Złoty kwotowany jest następująco: 4,5314 PLN za euro, 3,8617 PLN wobec dolara amerykańskiego, 4,1969 PLN względem franka szwajcarskiego oraz 4,9588 PLN w relacji do funta szterlinga. Rentowności polskiego długu wynoszą 1,294% w przypadku obligacji 10-letnich.
Ostatnie godziny obrotu na rynku walutowym przyniosły wyczekiwane odbicie PLN w ślad za zwyżką eurodolara. Złoty odbił z okolic 4,59 EUR/PLN do ok. 4,5266 PLN. Lekki spadek wyceny dolara pozwolił na „złapanie oddechu" na części walut EM, w tym PLN. Na „rynkowej wokandzie" pozostaje jednak temat powiązania dostępu do funduszy EU (m.in. odbudowy) z zasadami praworządności.
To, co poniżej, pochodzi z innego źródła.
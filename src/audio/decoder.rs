// Decoder - WAV bytes/files to mono float waveforms
//
// Uploaded recordings arrive as raw bytes, training sources as files on disk.
// Both go through the same hound reader: integer PCM is scaled to [-1, 1],
// multichannel audio is averaged down to mono, and the result is resampled
// to the requested rate.

use std::fs::File;
use std::io::{BufReader, Cursor, Read};
use std::path::Path;

use crate::audio::resampler::Resampler;
use crate::audio::Waveform;
use crate::error::AudioError;

/// Decode an in-memory WAV stream at its native sample rate, forced to mono.
pub fn decode_wav_bytes(bytes: &[u8]) -> Result<Waveform, AudioError> {
    let reader = hound::WavReader::new(Cursor::new(bytes))?;
    decode_reader(reader, "upload")
}

/// Decode an in-memory WAV stream and resample it to `target_rate`.
pub fn decode_wav_bytes_at(bytes: &[u8], target_rate: u32) -> Result<Vec<f32>, AudioError> {
    let waveform = decode_wav_bytes(bytes)?;
    Resampler::resample(&waveform.samples, waveform.sample_rate, target_rate)
}

/// Load a WAV file from disk as mono samples at `target_rate`.
pub fn load_wav_file(path: &Path, target_rate: u32) -> Result<Vec<f32>, AudioError> {
    let file = File::open(path).map_err(|err| AudioError::Io {
        path: path.display().to_string(),
        reason: err.to_string(),
    })?;
    let reader = hound::WavReader::new(BufReader::new(file)).map_err(|err| {
        AudioError::DecodeFailed {
            reason: format!("{}: {err}", path.display()),
        }
    })?;
    let waveform = decode_reader(reader, &path.display().to_string())?;
    Resampler::resample(&waveform.samples, waveform.sample_rate, target_rate)
}

fn decode_reader<R: Read>(
    mut reader: hound::WavReader<R>,
    origin: &str,
) -> Result<Waveform, AudioError> {
    let spec = reader.spec();
    if spec.channels == 0 {
        return Err(AudioError::EmptyInput);
    }

    let read_error = |err: hound::Error| AudioError::DecodeFailed {
        reason: format!("error reading {origin}: {err}"),
    };

    let samples = match spec.sample_format {
        hound::SampleFormat::Float => reader
            .samples::<f32>()
            .map(|sample| sample.map_err(read_error))
            .collect::<Result<Vec<f32>, _>>()?,
        hound::SampleFormat::Int => match spec.bits_per_sample {
            8 | 16 => {
                let scale = (1i32 << (spec.bits_per_sample - 1)) as f32;
                reader
                    .samples::<i16>()
                    .map(|sample| sample.map(|v| v as f32 / scale).map_err(read_error))
                    .collect::<Result<Vec<f32>, _>>()?
            }
            24 | 32 => {
                let scale = (1i64 << (spec.bits_per_sample - 1)) as f32;
                reader
                    .samples::<i32>()
                    .map(|sample| sample.map(|v| v as f32 / scale).map_err(read_error))
                    .collect::<Result<Vec<f32>, _>>()?
            }
            bits => {
                return Err(AudioError::DecodeFailed {
                    reason: format!("unsupported bits_per_sample={} for {}", bits, origin),
                })
            }
        },
    };

    Ok(Waveform::new(
        downmix(samples, spec.channels as usize),
        spec.sample_rate,
    ))
}

/// Average interleaved frames down to a single channel.
fn downmix(samples: Vec<f32>, channels: usize) -> Vec<f32> {
    if channels <= 1 {
        return samples;
    }

    samples
        .chunks(channels)
        .map(|frame| frame.iter().sum::<f32>() / channels as f32)
        .collect()
}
KE opublikuje dzisiaj raporty nt. przestrzegania zasad państwa prawa we wszystkich 27 krajach UE. Wśród krajów mogących zostać dotkniętych takimi obostrzeniami wymieniana jest Polska i Węgry (stąd najpewniej ostatniej słabsze zachowanie PLN i HUF). Globalnie inwestorzy czekali na debatę Trump-Biden. Ostatecznie jednak konfrontacja zmieniła się w nieskładny festiwal wzajemnych uszczypliwości, stąd ograniczony wpływ na rynek.
W trakcie dzisiejszej sesji brak jest istotniejszych wskazań makro z rynku krajowego. NBP poda dane dot. obrotów bieżących za II kw., a MF poinformuje o podaży długu. Na szerokim rynku warto bliżej przyjrzeć się wystąpieniu C. Lagarde z EBC, raportowi ADP oraz fin. odczytowi PKB dla USA.
Z rynkowego punktu widzenia obserwujemy korektę wzrostową ostatniego osłabienia PLN. Od jej zasięgu zależeć będzie czy ostatnie wydarzenia wokół złotego to jedynie lokalne wybicie z konsolidacji ograniczonej zmienności czy może istotniejszy trend podażowy.